Sometimes you just have to call in the Panda. Let me explain…
Happy jibber-jabber echoed from the back seat of my car as Leighton and I headed home this afternoon. My head continued pounding, eyes glazed over, and nose nearly bursting from my horribly awesome sickness which is no longer deniable. I sound like a man-toad too. I called the husband, only to find out he would be home late from work. As usual, in the matter of minutes I remained on the phone, my mischievous daughter began pouring milk from her bottle onto her lap. It’s as if she likes watching me try to drive straight while simultaneously reaching backwards to end her game. At least this time she didn’t move the bottle just enough centimeters away from my fingers that I couldn’t actually grab it. Then grin from ear-to-ear as she watched me fumble for it. (I wish that was a joke.)
When we arrived home, I began the normal routine. Let the dog out of its crate, watch the dog jump around like crazy,… let the dog out to go potty. {Am I the only one that still refers to it as such?} Then, because sometimes I believe my child actually has a desire to behave (buried deep within), I left her inside so I could grab another load from the car. (And to think I used to get out of the car with only a purse.) I walked back inside to find L splashing in the dog crate. "Where did the water from?", you ask. Oh, just out of our dog’s bowl she dumped upside-down in the thirty seconds it took me to travel roundtrip to the garage. A few minutes later, I found myself stomping water out of the carpet, which did wonders for my sinus headache.
My mouth was now watering for the amazingly spicy Buffalo Chicken Salads I planned to make for dinner. I started to clean up the kitchen, put away bottles, and clean up lunch containers when I realized I was still in normal clothes. Unbelievable. The way I feel when I’m at home in "outside” clothes is probably the way a nudist feels when he has to wear clothes—extremely uncomfortable. L followed me back to my room so I could put on my house clothes, which typically consists of yoga pants and a sweatshirt. This is going to sound like I made it up, but as I walked around my bed, I found L splashing her hands in water on my nightstand. Not only that, but she was drenched, and water was dripping out of my nightstand drawer. This time she’d found my water cup. As with the crate-water incident, I raised my voice, and firmly grabbed her and made her sit down while I cleaned up the mess. Now my throat was sorer than before, and I was beyond irritated with her. I one-by-one grabbed soaking items out of my nightstand drawer to dry them off. {Side note: I found pepper spray and a tattoo design. 1. What good is pepper spray going to do when it’s buried in your nightstand? “Hold on…I know it’s here somewhere.” And 2. L grabbed the design and shredded it, so I guess I’ll have to pick a new one. Don’t worry, Mom, it’ll never actually happen.}
I returned to the kitchen; but at this point, this sick and tired mama was nearing to her breaking point. Then all of the sudden, it came to me—an idea, a solution, a way out of making dinner. I called the husband and said, “I’m this close to rolling up in a ball, finding a corner, and slowly rocking back and forth. What I really mean to say is...Can you please pick up Panda on your way home?”

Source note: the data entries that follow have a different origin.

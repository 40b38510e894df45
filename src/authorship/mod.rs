//! Authorship scoring.
//!
//! Every (file, user) contribution gets a score from one of two fixed
//! formulas and a per-file normalized score relative to the file's top
//! scorer. The `Weighted` formula works on decayed counts and uses the
//! owner's decay weight as ownership term; `Legacy` works on raw counts
//! with a 0/1 owner indicator.

use std::collections::BTreeMap;

use serde::Serialize;

use crate::identity::UserId;
use crate::ledger::{Contribution, FileId, Ledger};

pub const SHIFT: f64 = 3.293;
pub const OWNERSHIP_SLOPE: f64 = 1.098;
pub const COMMITS_SLOPE: f64 = 0.164;
pub const OTHER_COMMITS_SLOPE: f64 = 0.321;
pub const REVIEWS_SLOPE: f64 = 0.082;
pub const OTHER_REVIEWS_SLOPE: f64 = 0.160;

pub const OWNERSHIP_SLOPE_NEW: f64 = 3.0;
pub const COMMITS_SLOPE_NEW: f64 = 1.0;
pub const REVIEWS_SLOPE_NEW: f64 = 0.5;
pub const OTHER_COMMITS_SLOPE_NEW: f64 = 2.4;
pub const OTHER_REVIEWS_SLOPE_NEW: f64 = 1.2;

pub const AUTHORSHIP_THRESHOLD: f64 = 3.293;
pub const AUTHORSHIP_THRESHOLD_NEW: f64 = 0.001;
pub const NORMALIZED_AUTHORSHIP_THRESHOLD: f64 = 0.75;

const MINOR_SHARE: f64 = 0.05;
const MAIN_AUTHORSHIP: f64 = 1.0;

#[derive(Debug, Clone, Copy, PartialEq, Eq)]
pub enum Formula {
    Legacy,
    Weighted,
}

impl Formula {
    pub fn from_weighted(weighted_authorship: bool) -> Self {
        if weighted_authorship {
            Formula::Weighted
        } else {
            Formula::Legacy
        }
    }

    pub fn threshold(self) -> f64 {
        match self {
            Formula::Legacy => AUTHORSHIP_THRESHOLD,
            Formula::Weighted => AUTHORSHIP_THRESHOLD_NEW,
        }
    }

    /// Major contributor: score above the formula threshold and
    /// normalized score above 0.75.
    pub fn is_major(self, contribution: &Contribution) -> bool {
        contribution.authorship >= self.threshold()
            && contribution.normalized_authorship > NORMALIZED_AUTHORSHIP_THRESHOLD
    }
}

pub fn legacy_score(
    ownership: f64,
    commits: f64,
    other_commits: f64,
    reviews: f64,
    other_reviews: f64,
) -> f64 {
    SHIFT + OWNERSHIP_SLOPE * ownership + COMMITS_SLOPE * commits
        - OTHER_COMMITS_SLOPE * other_commits.ln_1p()
        + REVIEWS_SLOPE * reviews
        - OTHER_REVIEWS_SLOPE * other_reviews.ln_1p()
}

#[allow(clippy::too_many_arguments)]
pub fn weighted_score(
    ownership: f64,
    commits: f64,
    total_commits: f64,
    other_commits: f64,
    reviews: f64,
    total_reviews: f64,
    other_reviews: f64,
) -> f64 {
    OWNERSHIP_SLOPE_NEW * ownership
        + COMMITS_SLOPE_NEW * commits
        + REVIEWS_SLOPE_NEW * reviews
        + OTHER_COMMITS_SLOPE_NEW * (total_commits.ln_1p() - other_commits.ln_1p())
        + OTHER_REVIEWS_SLOPE_NEW * (total_reviews.ln_1p() - other_reviews.ln_1p())
}

fn score_file(
    formula: Formula,
    owner: Option<(UserId, f64)>,
    ownership: &mut BTreeMap<UserId, Contribution>,
) {
    match formula {
        Formula::Weighted => {
            let total_commits: f64 = ownership.values().map(|c| c.weighted_commits).sum();
            let total_reviews: f64 = ownership.values().map(|c| c.weighted_reviews).sum();
            for (&user, c) in ownership.iter_mut() {
                let owner_term = match owner {
                    Some((owner, weight)) if owner == user => weight,
                    _ => 0.0,
                };
                c.authorship = weighted_score(
                    owner_term,
                    c.weighted_commits,
                    total_commits,
                    total_commits - c.weighted_commits,
                    c.weighted_reviews,
                    total_reviews,
                    total_reviews - c.weighted_reviews,
                );
            }
        }
        Formula::Legacy => {
            let total_commits: u32 = ownership.values().map(|c| c.commits).sum();
            let total_reviews: u32 = ownership.values().map(|c| c.reviews).sum();
            for (&user, c) in ownership.iter_mut() {
                let owner_term = match owner {
                    Some((owner, _)) if owner == user => 1.0,
                    _ => 0.0,
                };
                c.authorship = legacy_score(
                    owner_term,
                    f64::from(c.commits),
                    f64::from(total_commits - c.commits),
                    f64::from(c.reviews),
                    f64::from(total_reviews - c.reviews),
                );
            }
        }
    }

    let max = ownership
        .values()
        .map(|c| c.authorship)
        .fold(f64::NEG_INFINITY, f64::max);
    for c in ownership.values_mut() {
        c.normalized_authorship = if max != 0.0 { c.authorship / max } else { 0.0 };
    }
}

/// Recompute authorship and normalized authorship for every file.
pub fn compute_authorship(ledger: &mut Ledger, formula: Formula) {
    let mut files = 0usize;
    for (_, owner, ownership) in ledger.files_with_owner_mut() {
        score_file(formula, owner, ownership);
        files += 1;
    }
    log::debug!("authorship recomputed for {files} files ({formula:?} formula)");
}

/// Aggregated contribution of one user over a set of files.
#[derive(Debug, Clone, Default, PartialEq, Serialize)]
pub struct UserStats {
    pub commits: u32,
    pub reviews: u32,
    pub authorship: f64,
    pub normalized_authorship: f64,
    pub main_contributor: bool,
    pub minor_contributor: bool,
}

pub fn is_minor_contributor(authorship: f64, sum_authorship: f64) -> bool {
    authorship / sum_authorship <= MINOR_SHARE
}

pub fn is_main_contributor(authorship: f64, normalized_authorship: f64) -> bool {
    normalized_authorship > NORMALIZED_AUTHORSHIP_THRESHOLD && authorship > MAIN_AUTHORSHIP
}

/// Sum every user's contributions over `files` and classify them.
///
/// The minor classification needs a share of the file's total authorship,
/// so it only applies when `files` holds a single file. A user who would be
/// both main and minor is reported as minor.
pub fn files_user_stats(ledger: &Ledger, files: &[FileId]) -> BTreeMap<UserId, UserStats> {
    let mut stats: BTreeMap<UserId, UserStats> = BTreeMap::new();
    let is_file = files.len() == 1;
    let mut sum_authorship = 0.0;

    for &file in files {
        let Some(ownership) = ledger.contributions(file) else {
            continue;
        };
        for (&user, c) in ownership {
            let entry = stats.entry(user).or_default();
            entry.commits += c.commits;
            entry.reviews += c.reviews;
            entry.authorship += c.authorship;
            if is_file {
                sum_authorship += c.authorship;
            }
        }
    }

    let max = stats
        .values()
        .map(|s| s.authorship)
        .fold(f64::NEG_INFINITY, f64::max);
    for s in stats.values_mut() {
        s.normalized_authorship = if max != 0.0 { s.authorship / max } else { 0.0 };
        let minor = is_file && is_minor_contributor(s.authorship, sum_authorship);
        let main = is_main_contributor(s.authorship, s.normalized_authorship);
        s.minor_contributor = minor;
        s.main_contributor = main && !minor;
    }
    stats
}

#[cfg(test)]
#[path = "mod_test.rs"]
mod tests;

I sheepishly took off my “super-mom” badge, said “forget you” to some dishes, and heavily sighed. If anything was being made in the kitchen, it wasn’t happening with my weary hands. Nay, I was going to unapologetically devour a sodium-rich Panda bowl (something I might actually be able to taste). However, there was one thing I’d forgotten to do…One very important thing. Give it up. Give it all up to God. I quickly asked him to step in- or something along those lines. (You know, one of those times you're feeling too stubborn to ask for much else.)
Within moments, I felt my grumpiness fade. I sprawled out onto the floor with L. Over and over again I answered the question, “Wussat?! Wussat?! (What’s that?) as we watched her creepily silly baby show together. I danced like only Leighton was watching. She bulldozed over me the way she does with our 90 lb dog, kneeing my boobs in the process; but leaving my cheek with a kiss. I forgot about how much I despise our dog-hair filled carpet as we played together on the floor. Equally unimportant to me became our messy, well-lived in house. As L jumped on me once again, I realized there’s nothing a little talk with God, playing with your child, and some Orange Chicken can’t cure.